Ratios of the coefficient of variation for the whole soil set (CVtot) for the business as usual (bau-nut) to no nutrient input (no-nut) scenarios are depicted for various Koeppen–Geiger climate regions and water management scenarios: (a) tropic and sufficient irrigation water supply, (b) arid and sufficient irrigation water supply, (c) temperate and sufficient irrigation water supply, (d) cold and sufficient irrigation water supply, (e) tropic and rainfed water supply, (f) arid and rainfed water supply, (g) temperate and rainfed water supply and (h) cold and rainfed water supply. The dashed line at intersect y=1 serves as a reference for CVtot values in the no-nut scenario. Fertilizer application rates were binned in steps of 10 kg N ha−1. The extent of the x axis was limited to a maximum of 250 kg N ha−1 for better readability. Details on the fertilizer application rates are provided in the Methods section (Table 3) and Supplementary Fig. 3. Supplementary Fig. 1 shows the major Koeppen–Geiger climate regions as defined in Supplementary Table 1. CVtot, the coefficient of variation for the whole soil set.
Figure 4
Figure 4. Grid cells in which climate or soil are dominating yield variability.
Climate variability corresponds to CVdom in Fig. 1 while yield variability due to choice of soil (CVsoil) was computed from the 10-year means of yields from all respective soil types in each grid (see the Methods for details). Climate is considered to govern yield variability if CVdom/CVsoil>30% (blue colour), soil is considered to govern yield variability if CVsoil/CVdom>30% (magenta colour). Climate and soil are considered to govern yield variability jointly if they are in a range of ±30% of the respective larger value (yellow colour). Each panel represents a nutrient and water management scenario with (a) no nutrient application and rainfed water supply, (b) no nutrient application and sufficient irrigation water supply, (c) business-as-usual (bau) nutrient application and rainfed water supply, (d) bau nutrient application and sufficient irrigation water supply, (e) sufficient nutrient application and rainfed water supply, and (f) sufficient nutrient application and sufficient irrigation water supply (see Table 3 for details). Percentages of grid cells falling into either one of the categories are shown in Table 2. Grid cells with only one reported soil type, arctic climate or without reported maize harvested area were excluded.
Figure 5
Figure 5. Projected percentage change in maize yields by the 2050s in the 39 largest food production units (FPUs).

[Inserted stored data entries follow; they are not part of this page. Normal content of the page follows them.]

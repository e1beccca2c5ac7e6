use std::collections::HashMap;

use cfblog_common::{Asset, EmbeddedEntry, Links};

/// Lookup from linked entry/asset id to its resolved content.
///
/// Built once per render from a GraphQL `body.links` side-table. Entries from
/// the block and inline lists share one map; a later duplicate id replaces
/// the earlier one.
#[derive(Debug, Clone, Default)]
pub struct LinkTable {
    entries: HashMap<String, EmbeddedEntry>,
    assets: HashMap<String, Asset>,
}

impl LinkTable {
    pub fn build(links: &Links) -> Self {
        let mut table = Self::default();

        for asset in links.assets.block.iter().flatten() {
            match asset.to_asset() {
                Some(resolved) => {
                    table.assets.insert(resolved.id.clone(), resolved);
                }
                None => tracing::debug!(id = %asset.sys.id, "linked asset has no url, skipping"),
            }
        }

        let entries = links.entries.block.iter().chain(&links.entries.inline);
        for entry in entries.flatten() {
            table
                .entries
                .insert(entry.sys.id.clone(), entry.to_embedded());
        }

        table
    }

    pub fn entry(&self, id: &str) -> Option<&EmbeddedEntry> {
        self.entries.get(id)
    }

    pub fn asset(&self, id: &str) -> Option<&Asset> {
        self.assets.get(id)
    }

    pub fn entry_count(&self) -> usize {
        self.entries.len()
    }

    pub fn asset_count(&self) -> usize {
        self.assets.len()
    }
}
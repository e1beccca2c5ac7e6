use std::sync::Arc;

use async_trait::async_trait;
use axum::body::{Body, to_bytes};
use axum::http::{Request, StatusCode, header};
use cfblog_client::{FetchError, PostSource};
use cfblog_common::{ContentVariant, Document, Links, Node, Post};
use serde_json::json;
use tower::ServiceExt;

use crate::{AppState, router};

/// Answers every slug with a canned result.
enum Stub {
    Found(Post),
    Missing,
    Broken,
}

#[async_trait]
impl PostSource for Stub {
    fn variant(&self) -> ContentVariant {
        ContentVariant::GraphQl
    }

    async fn fetch_post(&self, _slug: &str) -> Result<Option<Post>, FetchError> {
        match self {
            Stub::Found(post) => Ok(Some(post.clone())),
            Stub::Missing => Ok(None),
            Stub::Broken => Err(FetchError::Status {
                url: "https://graphql.example.com".into(),
                status: 401,
                body: "unauthorized".into(),
            }),
        }
    }
}

fn post() -> Post {
    let paragraph: Node = serde_json::from_value(json!({
        "nodeType": "paragraph",
        "data": {},
        "content": [{ "nodeType": "text", "value": "Hello there", "marks": [], "data": {} }]
    }))
    .unwrap();
    Post {
        id: "p1".into(),
        title: "First post".into(),
        slug: Some("first".into()),
        body: Document::document(vec![paragraph]),
        links: Links::default(),
    }
}

fn app(graphql: Stub, rest: Stub) -> axum::Router {
    router(AppState {
        graphql: Arc::new(graphql),
        rest: Arc::new(rest),
    })
}

async fn get(app: axum::Router, uri: &str) -> (StatusCode, String) {
    let response = app
        .oneshot(Request::get(uri).body(Body::empty()).unwrap())
        .await
        .unwrap();
    let status = response.status();
    if uri.starts_with("/blog/") {
        assert!(
            response.headers()[header::CONTENT_TYPE]
                .to_str()
                .unwrap()
                .starts_with("text/html")
        );
    }
    let body = to_bytes(response.into_body(), usize::MAX).await.unwrap();
    (status, String::from_utf8(body.to_vec()).unwrap())
}

#[tokio::test]
async fn test_found_renders_page() {
    let (status, body) = get(app(Stub::Found(post()), Stub::Missing), "/blog/graphql/first").await;
    assert_eq!(status, StatusCode::OK);
    assert!(body.contains("<title>First post</title>"));
    assert!(body.contains("<p>Hello there</p>"));
}

#[tokio::test]
async fn test_routes_pick_their_source() {
    let (status, _) = get(app(Stub::Found(post()), Stub::Missing), "/blog/rest/first").await;
    assert_eq!(status, StatusCode::NOT_FOUND);
}

#[tokio::test]
async fn test_not_found_renders_empty_shell() {
    let (status, body) = get(app(Stub::Missing, Stub::Missing), "/blog/graphql/nope").await;
    assert_eq!(status, StatusCode::NOT_FOUND);
    assert!(body.contains("<header class=\"App-header\">\n</header>"));
}

#[tokio::test]
async fn test_fetch_failure_is_bad_gateway() {
    let (status, body) = get(app(Stub::Missing, Stub::Broken), "/blog/rest/first").await;
    assert_eq!(status, StatusCode::BAD_GATEWAY);
    assert!(body.contains("<header class=\"App-header\">\n</header>"));
    assert!(!body.contains("unauthorized"));
}

#[tokio::test]
async fn test_health() {
    let (status, body) = get(app(Stub::Missing, Stub::Missing), "/health").await;
    assert_eq!(status, StatusCode::OK);
    assert_eq!(body, "ok");
}
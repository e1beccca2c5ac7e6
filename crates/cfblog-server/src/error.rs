use miette::Diagnostic;
use thiserror::Error;

/// HTTP server errors
#[derive(Debug, Error, Diagnostic)]
pub enum ServerError {
    #[error("failed to bind to {addr}")]
    #[diagnostic(
        code(server::bind),
        help("check SERVER_HOST and SERVER_PORT, and that the port is free")
    )]
    Bind {
        addr: String,
        #[source]
        source: std::io::Error,
    },

    #[error("server terminated unexpectedly")]
    #[diagnostic(code(server::serve))]
    Serve {
        #[source]
        source: std::io::Error,
    },
}
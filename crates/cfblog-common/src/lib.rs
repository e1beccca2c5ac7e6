//! Shared types for cfblog
//!
//! The rich-text document model, the post and linked-content types both
//! content paths produce, delivery API configuration and telemetry setup.

pub mod config;
pub mod error;
pub mod post;
pub mod richtext;
pub mod telemetry;

pub use config::ContentfulConfig;
pub use error::ConfigError;
pub use post::{
    Asset, ContentVariant, EmbeddedEntry, LinkedAsset, LinkedAssets, LinkedEntries, LinkedEntry,
    Links, Post, Sys,
};
pub use richtext::{Document, Mark, MarkType, Node, NodeType};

(a) FPUs as defined by intersecting water basins with major administrative boundaries. (b) Relative change in maize yields for the presently most or least suitable soil type in each grid cell for the rainfed business-as-usual nutrient input scenario (bau-nut-rf; Table 3). The climate projection is based on HadGEM2-ES for RCP8.5 and is compared here with present-day climate data (see the Methods for details). Each of the selected FPUs comprises more than 106 ha of harvested maize area. Ranking in terms of decreasing cultivated maize area is indicated by the order from right (largest) to left (smallest).